■ Prompt: Look through the listing below, find every line with the string "Deserialize", and copy it.

■ Input data:
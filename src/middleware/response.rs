use axum::{
    http::StatusCode,
    response::{IntoResponse, Json, Response},
};
use serde::Serialize;
use serde_json::json;

/// Wrapper for API responses that adds the `{success, data}` envelope
#[derive(Debug)]
pub struct ApiResponse<T: Serialize> {
    pub data: T,
    pub status_code: StatusCode,
}

impl<T: Serialize> ApiResponse<T> {
    pub fn success(data: T) -> Self {
        Self::with_status(data, StatusCode::OK)
    }

    pub fn with_status(data: T, status_code: StatusCode) -> Self {
        Self { data, status_code }
    }

    pub fn created(data: T) -> Self {
        Self::with_status(data, StatusCode::CREATED)
    }

    pub fn accepted(data: T) -> Self {
        Self::with_status(data, StatusCode::ACCEPTED)
    }
}

impl<T: Serialize> IntoResponse for ApiResponse<T> {
    fn into_response(self) -> Response {
        let data_value = match serde_json::to_value(&self.data) {
            Ok(value) => value,
            Err(e) => {
                tracing::error!("Failed to serialize response data: {}", e);
                return (
                    StatusCode::INTERNAL_SERVER_ERROR,
                    Json(json!({
                        "error": true,
                        "message": "Failed to serialize response data",
                        "code": "INTERNAL_SERVER_ERROR"
                    })),
                )
                    .into_response();
            }
        };

        (
            self.status_code,
            Json(json!({
                "success": true,
                "data": data_value
            })),
        )
            .into_response()
    }
}

pub type ApiResult<T> = Result<ApiResponse<T>, crate::error::ApiError>;
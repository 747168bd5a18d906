use serde_json::json;
use std::path::PathBuf;

use crate::cli::utils::{open_store, output_success};
use crate::cli::OutputFormat;
use crate::services::DashboardService;

pub async fn handle(output: Option<PathBuf>, output_format: OutputFormat) -> anyhow::Result<()> {
    let (config, store) = open_store().await?;
    let export = DashboardService::new(store, config.dashboard).export_csv().await?;

    match output {
        Some(path) => {
            tokio::fs::write(&path, export.body.as_bytes()).await?;
            output_success(
                &output_format,
                &format!("Wrote {} verifications to {}", export.rows, path.display()),
                Some(json!({ "rows": export.rows, "path": path.display().to_string() })),
            )
        }
        None => {
            print!("{}", export.body);
            Ok(())
        }
    }
}
pub mod session;

// Re-export handler functions for use in routing
pub use session::logout as session_logout;
pub use session::refresh as session_refresh;
pub use session::whoami as session_whoami;
// handlers/public/auth/mod.rs - Public authentication handlers

use serde::Deserialize;

pub mod login;    // POST /auth/login - authenticate and get JWT
pub mod register; // POST /auth/register - create new account
pub mod password; // POST /auth/password/{reset,update}

pub use login::login_post;
pub use password::{password_reset_post, password_update_post};
pub use register::register_post;

/// Body of login and register
#[derive(Debug, Deserialize)]
pub struct CredentialsRequest {
    pub email: String,
    pub password: String,
}
// handlers/protected/mod.rs - Protected handlers (JWT authentication required)
//
// The route guard has already validated the bearer token and inserted
// `AuthUser` into request extensions by the time these run.

pub mod auth;
pub mod dashboard;
pub mod qr_codes;
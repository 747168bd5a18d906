pub mod certificate_service;
pub mod dashboard_service;
pub mod verification_service;

pub use certificate_service::{CertificateService, GeneratedQrCode};
pub use dashboard_service::{CsvExport, Dashboard, DashboardService, DashboardStats, ToggleResult};
pub use verification_service::VerificationService;

use crate::database::DatabaseError;
use crate::qr::QrError;

#[derive(Debug, thiserror::Error)]
pub enum ServiceError {
    #[error("{field}: {message}")]
    Validation { field: &'static str, message: String },
    #[error("{0} not found")]
    NotFound(String),
    /// Missing, malformed or inactive verification code
    #[error("invalid verification code")]
    InvalidCode,
    #[error(transparent)]
    Database(#[from] DatabaseError),
    #[error(transparent)]
    Qr(#[from] QrError),
}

■ Result of this task:
use serde::Deserialize;
#[derive(Debug, Deserialize)]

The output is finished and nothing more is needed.